[[ Information provided open ]]
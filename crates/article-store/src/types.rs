//! Article record types.
//!
//! [`Article`] is the single managed resource. Its `id` is supplied by the
//! caller and is not required to be unique.

use serde::{Deserialize, Serialize};

/// A stored article.
///
/// Missing fields in incoming JSON decode to empty strings, so a partial
/// body still produces a complete record.
#[derive(Debug, Clone, Default, PartialEq, Eq, Serialize, Deserialize)]
#[serde(default)]
pub struct Article {
    /// Caller-supplied identifier.
    pub id: String,
    /// Article title.
    pub title: String,
    /// Short description.
    pub desc: String,
    /// Body text.
    pub content: String,
}

impl Article {
    /// Creates an article from its four fields.
    pub fn new(
        id: impl Into<String>,
        title: impl Into<String>,
        desc: impl Into<String>,
        content: impl Into<String>,
    ) -> Self {
        Article {
            id: id.into(),
            title: title.into(),
            desc: desc.into(),
            content: content.into(),
        }
    }

    /// Splits the article into its id and its mutable fields.
    pub fn into_parts(self) -> (String, ArticleFields) {
        let fields = ArticleFields {
            title: self.title,
            desc: self.desc,
            content: self.content,
        };
        (self.id, fields)
    }

    /// Overwrites the mutable fields. The id is left untouched.
    pub fn apply(&mut self, fields: ArticleFields) {
        self.title = fields.title;
        self.desc = fields.desc;
        self.content = fields.content;
    }
}

/// The fields of an [`Article`] that an update may overwrite.
#[derive(Debug, Clone, Default, PartialEq, Eq)]
pub struct ArticleFields {
    /// New title.
    pub title: String,
    /// New description.
    pub desc: String,
    /// New body text.
    pub content: String,
}
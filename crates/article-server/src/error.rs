//! API error types with HTTP status code mapping.
//!
//! [`ApiError`] is the unified error type for all API endpoints. It implements
//! `axum::response::IntoResponse` to produce structured JSON error responses
//! with appropriate HTTP status codes.

use axum::extract::rejection::JsonRejection;
use axum::http::StatusCode;
use axum::response::{IntoResponse, Response};
use serde::Serialize;

/// Structured error detail in API responses.
#[derive(Debug, Clone, Serialize)]
pub struct ApiErrorDetail {
    /// Machine-readable error code (e.g., "NOT_FOUND", "BAD_REQUEST").
    pub code: String,
    /// Human-readable error message.
    pub message: String,
}

/// API errors with HTTP status code mapping.
#[derive(Debug, thiserror::Error)]
pub enum ApiError {
    /// No article with the requested id (404).
    #[error("article not found: {0}")]
    NotFound(String),

    /// Request body could not be decoded (400).
    #[error("bad request: {0}")]
    BadRequest(String),
}

impl ApiError {
    fn status(&self) -> StatusCode {
        match self {
            ApiError::NotFound(_) => StatusCode::NOT_FOUND,
            ApiError::BadRequest(_) => StatusCode::BAD_REQUEST,
        }
    }

    fn code(&self) -> &'static str {
        match self {
            ApiError::NotFound(_) => "NOT_FOUND",
            ApiError::BadRequest(_) => "BAD_REQUEST",
        }
    }
}

impl IntoResponse for ApiError {
    fn into_response(self) -> Response {
        let status = self.status();
        let detail = ApiErrorDetail {
            code: self.code().to_string(),
            message: self.to_string(),
        };

        tracing::debug!(status = %status, message = %detail.message, "request failed");

        let body = serde_json::json!({
            "success": false,
            "error": detail,
        });

        (status, axum::Json(body)).into_response()
    }
}

impl From<JsonRejection> for ApiError {
    fn from(rejection: JsonRejection) -> Self {
        ApiError::BadRequest(rejection.body_text())
    }
}
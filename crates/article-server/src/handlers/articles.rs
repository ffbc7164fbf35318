//! Article CRUD handlers (list, get, create, update, delete).
//!
//! Request and response bodies are [`Article`] JSON objects. Malformed
//! bodies are rejected with 400 and unknown ids with 404.

use axum::extract::rejection::JsonRejection;
use axum::extract::{Path, State};
use axum::http::StatusCode;
use axum::Json;

use article_store::Article;

use crate::error::ApiError;
use crate::state::AppState;

/// Decodes a request body into an [`Article`].
///
/// Only a JSON object is an article. Arrays, scalars and `null` are rejected
/// even though the derived `Deserialize` would map an array by position.
fn decode_article(
    payload: Result<Json<serde_json::Value>, JsonRejection>,
) -> Result<Article, ApiError> {
    let Json(value) = payload?;
    if !value.is_object() {
        return Err(ApiError::BadRequest(
            "request body must be a JSON object".to_string(),
        ));
    }
    serde_json::from_value(value).map_err(|e| ApiError::BadRequest(e.to_string()))
}

/// Lists every article in insertion order.
///
/// `GET /all`
pub async fn list_articles(State(state): State<AppState>) -> Json<Vec<Article>> {
    let store = state.store.lock().await;
    let articles = store.list();
    tracing::info!(count = articles.len(), "endpoint hit: list_articles");
    Json(articles)
}

/// Returns the first article with the given id.
///
/// `GET /article/{id}`
pub async fn get_article(
    State(state): State<AppState>,
    Path(id): Path<String>,
) -> Result<Json<Article>, ApiError> {
    tracing::info!(%id, "endpoint hit: get_article");
    let store = state.store.lock().await;
    store
        .find_by_id(&id)
        .map(Json)
        .ok_or(ApiError::NotFound(id))
}

/// Appends a new article and echoes it back.
///
/// `POST /article`
pub async fn create_article(
    State(state): State<AppState>,
    payload: Result<Json<serde_json::Value>, JsonRejection>,
) -> Result<Json<Article>, ApiError> {
    let article = decode_article(payload)?;
    tracing::info!(id = %article.id, "endpoint hit: create_article");
    let mut store = state.store.lock().await;
    store.append(article.clone());
    Ok(Json(article))
}

/// Overwrites title, desc and content of the article whose id is in the body.
///
/// `PUT /update_article`
pub async fn update_article(
    State(state): State<AppState>,
    payload: Result<Json<serde_json::Value>, JsonRejection>,
) -> Result<Json<Article>, ApiError> {
    let article = decode_article(payload)?;
    let (id, fields) = article.into_parts();
    tracing::info!(%id, "endpoint hit: update_article");
    let mut store = state.store.lock().await;
    store
        .update_by_id(&id, fields)
        .map(Json)
        .ok_or(ApiError::NotFound(id))
}

/// Removes the first article with the given id.
///
/// `DELETE /delete_article/{id}`
pub async fn delete_article(
    State(state): State<AppState>,
    Path(id): Path<String>,
) -> Result<StatusCode, ApiError> {
    tracing::info!(%id, "endpoint hit: delete_article");
    let mut store = state.store.lock().await;
    if store.remove_by_id(&id) {
        Ok(StatusCode::OK)
    } else {
        Err(ApiError::NotFound(id))
    }
}
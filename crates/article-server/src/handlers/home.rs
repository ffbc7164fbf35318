//! Landing page handler.

/// Text returned by the landing page.
pub const WELCOME: &str = "Welcome to the HomePage!";

/// `GET /`
pub async fn home_page() -> &'static str {
    tracing::info!("endpoint hit: home_page");
    WELCOME
}
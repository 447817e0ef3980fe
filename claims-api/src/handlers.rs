use axum::{
    extract::{Extension, Path, Query},
    http::StatusCode,
    response::Json,
};
use chrono::Utc;
use claims_core::db::DbConnection;
use claims_core::inbox::{self, PageRequest};
use claims_core::types::ReportStatus;
use serde::Deserialize;
use serde_json::{json, Value};

use crate::server::AppState;

type ApiError = (StatusCode, Json<Value>);

fn internal_error(message: &str, e: anyhow::Error) -> ApiError {
    tracing::error!("{}: {}", message, e);
    (
        StatusCode::INTERNAL_SERVER_ERROR,
        Json(json!({ "message": message, "error": e.to_string() })),
    )
}

async fn connection(state: &AppState) -> Result<DbConnection, ApiError> {
    state
        .db_pool
        .get()
        .await
        .map_err(|e| internal_error("Database unavailable", anyhow::anyhow!("{}", e)))
}

pub async fn health() -> Json<Value> {
    Json(json!({
        "status": "ok",
        "service": "claims-api"
    }))
}

/// Runs one reminder scan on demand, outside the hourly schedule.
pub async fn trigger_reminders(Extension(state): Extension<AppState>) -> Result<Json<Value>, ApiError> {
    let summary = state
        .notifier
        .check_and_send_reminders()
        .await
        .map_err(|e| internal_error("Error checking reminders", e))?;

    Ok(Json(json!({
        "message": "Reminder check completed",
        "timestamp": Utc::now(),
        "summary": summary,
    })))
}

pub async fn damage_report_created(
    Extension(state): Extension<AppState>,
    Path(id): Path<String>,
) -> (StatusCode, Json<Value>) {
    let summary = state.notifier.notify_new_damage_report(&id).await;
    (StatusCode::ACCEPTED, Json(json!(summary)))
}

#[derive(Deserialize)]
pub struct StatusChange {
    pub status: String,
}

pub async fn damage_status_changed(
    Extension(state): Extension<AppState>,
    Path(id): Path<String>,
    Json(body): Json<StatusChange>,
) -> Result<(StatusCode, Json<Value>), ApiError> {
    let status: ReportStatus = body.status.parse().map_err(|e: claims_core::types::ParseEnumError| {
        (StatusCode::BAD_REQUEST, Json(json!({ "message": e.to_string() })))
    })?;

    let summary = state.notifier.notify_status_update(&id, status).await;
    Ok((StatusCode::ACCEPTED, Json(json!(summary))))
}

#[derive(Deserialize)]
pub struct InboxQuery {
    pub user_id: String,
    #[serde(default)]
    pub page: Option<i64>,
    #[serde(default)]
    pub limit: Option<i64>,
    #[serde(default)]
    pub unread_only: Option<bool>,
}

pub async fn list_notifications(
    Extension(state): Extension<AppState>,
    Query(params): Query<InboxQuery>,
) -> Result<Json<Value>, ApiError> {
    let page = PageRequest::new(params.page, params.limit);
    let mut conn = connection(&state).await?;

    let inbox = inbox::list_for_user(&mut conn, &params.user_id, params.unread_only.unwrap_or(false), page)
        .await
        .map_err(|e| internal_error("Error fetching notifications", e))?;

    Ok(Json(json!({
        "notifications": inbox.notifications,
        "pagination": {
            "page": page.page,
            "limit": page.limit,
            "total": inbox.total,
            "total_pages": page.total_pages(inbox.total),
        },
        "unread_count": inbox.unread_count,
    })))
}

#[derive(Deserialize)]
pub struct UserQuery {
    pub user_id: String,
}

pub async fn unread_count(
    Extension(state): Extension<AppState>,
    Query(params): Query<UserQuery>,
) -> Result<Json<Value>, ApiError> {
    let mut conn = connection(&state).await?;
    let count = inbox::count_unread(&mut conn, &params.user_id)
        .await
        .map_err(|e| internal_error("Error fetching unread count", e))?;

    Ok(Json(json!({ "count": count })))
}

pub async fn mark_read(
    Extension(state): Extension<AppState>,
    Path(id): Path<String>,
    Query(params): Query<UserQuery>,
) -> Result<Json<Value>, ApiError> {
    let mut conn = connection(&state).await?;
    let found = inbox::mark_read(&mut conn, &params.user_id, &id)
        .await
        .map_err(|e| internal_error("Error marking notification as read", e))?;

    if !found {
        return Err((
            StatusCode::NOT_FOUND,
            Json(json!({ "message": "Notification not found" })),
        ));
    }

    Ok(Json(json!({ "message": "Notification marked as read" })))
}

pub async fn mark_all_read(
    Extension(state): Extension<AppState>,
    Query(params): Query<UserQuery>,
) -> Result<Json<Value>, ApiError> {
    let mut conn = connection(&state).await?;
    let count = inbox::mark_all_read(&mut conn, &params.user_id)
        .await
        .map_err(|e| internal_error("Error marking notifications as read", e))?;

    Ok(Json(json!({ "message": "All notifications marked as read", "count": count })))
}
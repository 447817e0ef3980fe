use anyhow::{Result, anyhow};
use async_trait::async_trait;
use claims_core::config::{DeliveryConfig, DEFAULT_TWILIO_API_URL};
use serde::Deserialize;

use crate::channel::{DeliveryChannel, OutboundMessage};

#[derive(Debug, Deserialize)]
struct TwilioMessageResponse {
    sid: String,
}

struct TwilioAccount {
    client: reqwest::Client,
    account_sid: String,
    auth_token: String,
    from_number: String,
    messages_url: String,
}

/// SMS delivery through the Twilio Messages REST API.
pub struct SmsDelivery {
    account: Option<TwilioAccount>,
}

impl SmsDelivery {
    pub fn new(config: &DeliveryConfig) -> Result<Self> {
        if !config.sms_enabled() {
            tracing::warn!("SMS delivery disabled (missing or invalid Twilio configuration)");
            return Ok(Self { account: None });
        }

        let (Some(account_sid), Some(auth_token), Some(from_number)) = (
            &config.twilio_account_sid,
            &config.twilio_auth_token,
            &config.twilio_phone_number,
        ) else {
            return Ok(Self { account: None });
        };

        let client = reqwest::Client::builder()
            .timeout(config.sms_timeout())
            .build()
            .map_err(|e| anyhow!("Failed to create HTTP client: {}", e))?;

        let base = config
            .twilio_api_url
            .as_deref()
            .unwrap_or(DEFAULT_TWILIO_API_URL)
            .trim_end_matches('/');

        tracing::info!("Twilio SMS delivery enabled (from {})", from_number);
        Ok(Self {
            account: Some(TwilioAccount {
                client,
                account_sid: account_sid.clone(),
                auth_token: auth_token.clone(),
                from_number: from_number.clone(),
                messages_url: format!("{}/Accounts/{}/Messages.json", base, account_sid),
            }),
        })
    }
}

#[async_trait]
impl DeliveryChannel for SmsDelivery {
    fn name(&self) -> &'static str {
        "sms"
    }

    fn is_configured(&self) -> bool {
        self.account.is_some()
    }

    async fn send(&self, to: &str, message: &OutboundMessage) -> Result<()> {
        let Some(account) = &self.account else {
            tracing::debug!("SMS not configured, skipping SMS notification");
            return Ok(());
        };

        let form = [
            ("To", to),
            ("From", account.from_number.as_str()),
            ("Body", message.text.as_str()),
        ];

        let response = account
            .client
            .post(&account.messages_url)
            .basic_auth(&account.account_sid, Some(&account.auth_token))
            .form(&form)
            .send()
            .await
            .map_err(|e| anyhow!("Failed to send HTTP request to Twilio: {}", e))?;

        let status = response.status();
        if !status.is_success() {
            let error_text = response
                .text()
                .await
                .unwrap_or_else(|_| "Unknown error".to_string());
            return Err(anyhow!(
                "Twilio API returned error status {}: {}",
                status,
                error_text
            ));
        }

        let sent: TwilioMessageResponse = response
            .json()
            .await
            .map_err(|e| anyhow!("Failed to parse Twilio API response: {}", e))?;

        tracing::info!("SMS sent to {} (message_sid: {})", to, sent.sid);
        Ok(())
    }
}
[[ Information provided closed ]]
Task directions:
Every line with "anyhow" in it should be copied from the entries.

Result of this task:
fn internal_error(message: &str, e: anyhow::Error) -> ApiError {
        .map_err(|e| internal_error("Database unavailable", anyhow::anyhow!("{}", e)))
use anyhow::{Result, anyhow};
            .map_err(|e| anyhow!("Failed to create HTTP client: {}", e))?;
            .map_err(|e| anyhow!("Failed to send HTTP request to Twilio: {}", e))?;
            return Err(anyhow!(
            .map_err(|e| anyhow!("Failed to parse Twilio API response: {}", e))?;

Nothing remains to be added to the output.